Copy every line below precisely as it appears.

:: Data extracts

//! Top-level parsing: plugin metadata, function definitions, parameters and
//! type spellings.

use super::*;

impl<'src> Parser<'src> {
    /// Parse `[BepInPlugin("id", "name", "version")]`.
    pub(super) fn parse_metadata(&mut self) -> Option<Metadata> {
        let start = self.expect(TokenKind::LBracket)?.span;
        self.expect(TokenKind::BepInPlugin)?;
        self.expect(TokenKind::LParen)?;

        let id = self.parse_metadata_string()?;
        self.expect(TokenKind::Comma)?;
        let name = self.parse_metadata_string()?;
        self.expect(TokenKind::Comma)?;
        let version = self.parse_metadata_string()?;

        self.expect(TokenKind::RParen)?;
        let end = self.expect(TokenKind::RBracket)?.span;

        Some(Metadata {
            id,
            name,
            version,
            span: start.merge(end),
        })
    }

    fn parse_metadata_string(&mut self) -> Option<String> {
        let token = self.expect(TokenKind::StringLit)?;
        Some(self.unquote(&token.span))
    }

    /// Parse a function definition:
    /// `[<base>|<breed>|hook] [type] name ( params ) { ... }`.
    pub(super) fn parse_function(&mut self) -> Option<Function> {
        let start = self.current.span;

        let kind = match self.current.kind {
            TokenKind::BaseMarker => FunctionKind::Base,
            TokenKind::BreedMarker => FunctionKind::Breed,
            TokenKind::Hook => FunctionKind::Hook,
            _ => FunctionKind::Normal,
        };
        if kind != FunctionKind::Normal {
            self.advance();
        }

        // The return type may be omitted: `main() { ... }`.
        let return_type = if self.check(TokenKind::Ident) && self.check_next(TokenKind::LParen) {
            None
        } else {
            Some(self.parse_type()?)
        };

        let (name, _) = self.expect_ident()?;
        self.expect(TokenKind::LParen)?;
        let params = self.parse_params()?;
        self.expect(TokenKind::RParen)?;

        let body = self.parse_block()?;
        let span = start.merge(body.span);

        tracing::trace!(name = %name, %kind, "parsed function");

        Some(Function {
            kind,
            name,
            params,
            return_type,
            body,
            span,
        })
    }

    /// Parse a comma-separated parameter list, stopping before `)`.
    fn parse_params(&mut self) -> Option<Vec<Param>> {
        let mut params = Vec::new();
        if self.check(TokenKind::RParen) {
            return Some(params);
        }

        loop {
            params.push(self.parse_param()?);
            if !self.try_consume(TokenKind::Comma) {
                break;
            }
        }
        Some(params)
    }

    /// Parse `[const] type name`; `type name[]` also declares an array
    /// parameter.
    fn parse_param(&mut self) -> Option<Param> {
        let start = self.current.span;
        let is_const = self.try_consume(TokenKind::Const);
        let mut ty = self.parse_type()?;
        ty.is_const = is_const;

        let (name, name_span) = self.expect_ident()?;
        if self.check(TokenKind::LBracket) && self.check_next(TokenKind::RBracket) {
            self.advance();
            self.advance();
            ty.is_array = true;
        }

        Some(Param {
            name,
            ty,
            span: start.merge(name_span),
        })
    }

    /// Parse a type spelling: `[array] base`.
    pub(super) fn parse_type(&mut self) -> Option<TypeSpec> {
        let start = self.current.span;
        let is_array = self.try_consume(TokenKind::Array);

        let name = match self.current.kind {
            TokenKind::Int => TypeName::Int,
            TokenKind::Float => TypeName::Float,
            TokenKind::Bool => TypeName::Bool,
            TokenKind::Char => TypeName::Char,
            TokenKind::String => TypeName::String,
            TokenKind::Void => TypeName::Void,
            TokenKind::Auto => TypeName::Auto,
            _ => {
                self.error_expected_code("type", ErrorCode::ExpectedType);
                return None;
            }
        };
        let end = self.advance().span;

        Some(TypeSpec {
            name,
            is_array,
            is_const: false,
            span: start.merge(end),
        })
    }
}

::::

Answer to this problem:
//! Top-level parsing: plugin metadata, function definitions, parameters and
//! type spellings.

use super::*;

impl<'src> Parser<'src> {
    /// Parse `[BepInPlugin("id", "name", "version")]`.
    pub(super) fn parse_metadata(&mut self) -> Option<Metadata> {
        let start = self.expect(TokenKind::LBracket)?.span;
        self.expect(TokenKind::BepInPlugin)?;
        self.expect(TokenKind::LParen)?;

        let id = self.parse_metadata_string()?;
        self.expect(TokenKind::Comma)?;
        let name = self.parse_metadata_string()?;
        self.expect(TokenKind::Comma)?;
        let version = self.parse_metadata_string()?;

        self.expect(TokenKind::RParen)?;
        let end = self.expect(TokenKind::RBracket)?.span;

        Some(Metadata {
            id,
            name,
            version,
            span: start.merge(end),
        })
    }

    fn parse_metadata_string(&mut self) -> Option<String> {
        let token = self.expect(TokenKind::StringLit)?;
        Some(self.unquote(&token.span))
    }

    /// Parse a function definition:
    /// `[<base>|<breed>|hook] [type] name ( params ) { ... }`.
    pub(super) fn parse_function(&mut self) -> Option<Function> {
        let start = self.current.span;

        let kind = match self.current.kind {
            TokenKind::BaseMarker => FunctionKind::Base,
            TokenKind::BreedMarker => FunctionKind::Breed,
            TokenKind::Hook => FunctionKind::Hook,
            _ => FunctionKind::Normal,
        };
        if kind != FunctionKind::Normal {
            self.advance();
        }

        // The return type may be omitted: `main() { ... }`.
        let return_type = if self.check(TokenKind::Ident) && self.check_next(TokenKind::LParen) {
            None
        } else {
            Some(self.parse_type()?)
        };

        let (name, _) = self.expect_ident()?;
        self.expect(TokenKind::LParen)?;
        let params = self.parse_params()?;
        self.expect(TokenKind::RParen)?;

        let body = self.parse_block()?;
        let span = start.merge(body.span);

        tracing::trace!(name = %name, %kind, "parsed function");

        Some(Function {
            kind,
            name,
            params,
            return_type,
            body,
            span,
        })
    }

    /// Parse a comma-separated parameter list, stopping before `)`.
    fn parse_params(&mut self) -> Option<Vec<Param>> {
        let mut params = Vec::new();
        if self.check(TokenKind::RParen) {
            return Some(params);
        }

        loop {
            params.push(self.parse_param()?);
            if !self.try_consume(TokenKind::Comma) {
                break;
            }
        }
        Some(params)
    }

    /// Parse `[const] type name`; `type name[]` also declares an array
    /// parameter.
    fn parse_param(&mut self) -> Option<Param> {
        let start = self.current.span;
        let is_const = self.try_consume(TokenKind::Const);
        let mut ty = self.parse_type()?;
        ty.is_const = is_const;

        let (name, name_span) = self.expect_ident()?;
        if self.check(TokenKind::LBracket) && self.check_next(TokenKind::RBracket) {
            self.advance();
            self.advance();
            ty.is_array = true;
        }

        Some(Param {
            name,
            ty,
            span: start.merge(name_span),
        })
    }

    /// Parse a type spelling: `[array] base`.
    pub(super) fn parse_type(&mut self) -> Option<TypeSpec> {
        let start = self.current.span;
        let is_array = self.try_consume(TokenKind::Array);

        let name = match self.current.kind {
            TokenKind::Int => TypeName::Int,
            TokenKind::Float => TypeName::Float,
            TokenKind::Bool => TypeName::Bool,
            TokenKind::Char => TypeName::Char,
            TokenKind::String => TypeName::String,
            TokenKind::Void => TypeName::Void,
            TokenKind::Auto => TypeName::Auto,
            _ => {
                self.error_expected_code("type", ErrorCode::ExpectedType);
                return None;
            }
        };
        let end = self.advance().span;

        Some(TypeSpec {
            name,
            is_array,
            is_const: false,
            span: start.merge(end),
        })
    }
}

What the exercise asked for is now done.